CHICAGO—CompStak, a new online database of commercial lease information, will debut in Chicago this Thursday, and by crowdsourcing the data, its creators say it will give brokers, appraisers and researchers a more effective method of searching for lease comparables. “Currently, it’s all over the phone or over e-mail; there’s no efficient way to do it,” says David Peterson, who handles new markets for the New York-based CompStak. Other groups have tried to provide some lease comparables, but “the data they do have isn’t that reliable; people don’t actually use it. We’re trying to solve that specific problem.” The firm has already launched their service in New York, San Francisco, Los Angeles and Washington, DC. “The goal is to be in the top ten real estate markets before the end of the year,” Peterson adds, and then start moving into secondary or tertiary markets.
Brokers, appraisers and researchers can sign up for free and add their own transaction records to build up points, and then, using any remote device, use those points as a virtual currency to search through others’ information. This crowdsourcing aspect should provide value even to the larger firms that keep extensive in-house databases, Peterson says, since they will gain online access to transactions from other firms and individuals. “This is something that does not exist anywhere else.” In Manhattan, for example, CompStak’s first location, they have 13,000 lease comparables and hundreds of users, including many of the larger firms, who share data. Although brokers and other individuals can sign up and access CompStak for free, equity funds, hedge funds, banks and other real estate firms pay an enterprise subscription.
Each lease comparable contains dozens of fields, and the more details users provide, the more points they build up as virtual currency. Professionals who sign up and add data before the Thursday launch will receive double credits for everything they add.

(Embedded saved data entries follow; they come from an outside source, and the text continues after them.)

fn check_step_order(steps: &[ProcessingStep]) -> Result<(), ConnectError> {
    let scalers = steps.iter().filter(|s| s.is_scaler()).count();
    if scalers > 1 {
        return Err(ConnectError::MultipleScalers(scalers));
    }
    for (i, step) in steps.iter().enumerate() {
        let Some(p) = step.as_projection() else {
            continue;
        };
        if p.is_compressing() && steps[..i].iter().any(is_reshaping) {
            return Err(ConnectError::ProjectionOrder(i));
        }
        if p.is_expanding() && steps[i + 1..].iter().any(is_reshaping) {
            return Err(ConnectError::ProjectionOrder(i));
        }
    }
    Ok(())
}

fn check_compatibility(
    steps: &[ProcessingStep],
    source: &[usize],
    target: &[usize],
) -> Result<(), ConnectError> {
    let has_projection = steps.iter().any(|s| s.as_projection().is_some());
    let has_scaler = steps.iter().any(ProcessingStep::is_scaler);

    if source.len() != target.len() && !has_projection {
        return Err(ConnectError::DimensionalityMismatch {
            from: source.len(),
            to: target.len(),
        });
    }
    if source.len() == target.len() && source != target && !has_projection && !has_scaler {
        return Err(ConnectError::ShapeMismatch {
            from: source.to_vec(),
            to: target.to_vec(),
        });
    }
    Ok(())
}

// Chain elements are numbered source = 0, steps = 1..=n, target = n + 1.
// Returns whether the chain ends in a 0-D value that is broadcast into a
// target of higher dimensionality.
fn check_chain_dimensionality(
    steps: &[ProcessingStep],
    source: usize,
    target: usize,
) -> Result<bool, ConnectError> {
    let mut current = source;
    for (i, step) in steps.iter().enumerate() {
        if let Some(d) = step.input_dimensionality() {
            if d != current {
                return Err(ConnectError::ChainDimensionalityMismatch {
                    index: i,
                    next: i + 1,
                    from: current,
                    to: d,
                });
            }
        }
        if let Some(d) = step.output_dimensionality() {
            current = d;
        }
    }
    if current == target {
        return Ok(false);
    }
    if current == 0 {
        return Ok(true);
    }
    Err(ConnectError::ChainDimensionalityMismatch {
        index: steps.len(),
        next: steps.len() + 1,
        from: current,
        to: target,
    })
}

/// Propagate sizes forward from `source` and backward from `target` until
/// every step is resolved or no more progress is possible.
fn resolve_sizes(
    steps: &mut [ProcessingStep],
    source: &[usize],
    target: &[usize],
) -> Result<(), ConnectError> {
    let n = steps.len();
    if n == 0 {
        return Ok(());
    }
    steps[0].set_input_dimension_sizes(source)?;
    steps[n - 1].set_output_dimension_sizes(target)?;

    let cap = 2 * (n + 1);
    for _ in 0..cap {
        let mut progressed = false;

        for i in 0..n {
            if steps[i].output_dimension_sizes().is_none() && steps[i].determine_output_dimension_sizes() {
                progressed = true;
            }
            if i + 1 < n && steps[i + 1].input_dimension_sizes().is_none() {
                if let Some(sizes) = steps[i].output_dimension_sizes().map(<[usize]>::to_vec) {
                    steps[i + 1].set_input_dimension_sizes(&sizes)?;
                    progressed = true;
                }
            }
        }

        for i in (0..n).rev() {
            if steps[i].input_dimension_sizes().is_none() && steps[i].determine_input_dimension_sizes() {
                progressed = true;
            }
            if i > 0 && steps[i - 1].output_dimension_sizes().is_none() {
                if let Some(sizes) = steps[i].input_dimension_sizes().map(<[usize]>::to_vec) {
                    steps[i - 1].set_output_dimension_sizes(&sizes)?;
                    progressed = true;
                }
            }
        }

        if steps.iter().all(ProcessingStep::is_resolved) || !progressed {
            break;
        }
    }

    if !steps.iter().all(ProcessingStep::is_resolved) {
        return Err(ConnectError::UnderDetermined);
    }

    let mut previous = source.to_vec();
    for step in steps.iter() {
        let input = step.input_dimension_sizes().unwrap_or_default();
        if input != previous.as_slice() {
            return Err(ConnectError::ShapeMismatch {
                from: previous,
                to: input.to_vec(),
            });
        }
        previous = step.output_dimension_sizes().unwrap_or_default().to_vec();
    }
    if previous.as_slice() != target {
        return Err(ConnectError::ShapeMismatch {
            from: previous,
            to: target.to_vec(),
        });
    }
    Ok(())
}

Michael Mandel, the CEO of CompStak, was a broker for Grubb & Ellis and handled office leasing in Manhattan. “I built this out of my experience as a broker,” he says. “I saw the exchange of this information was inefficient. They’ve been trading lease comps forever, but they do it over the phone or in marketing meetings. We were able to take that offline process and move it online. They can give us their random information and then find exactly what they’re looking for.”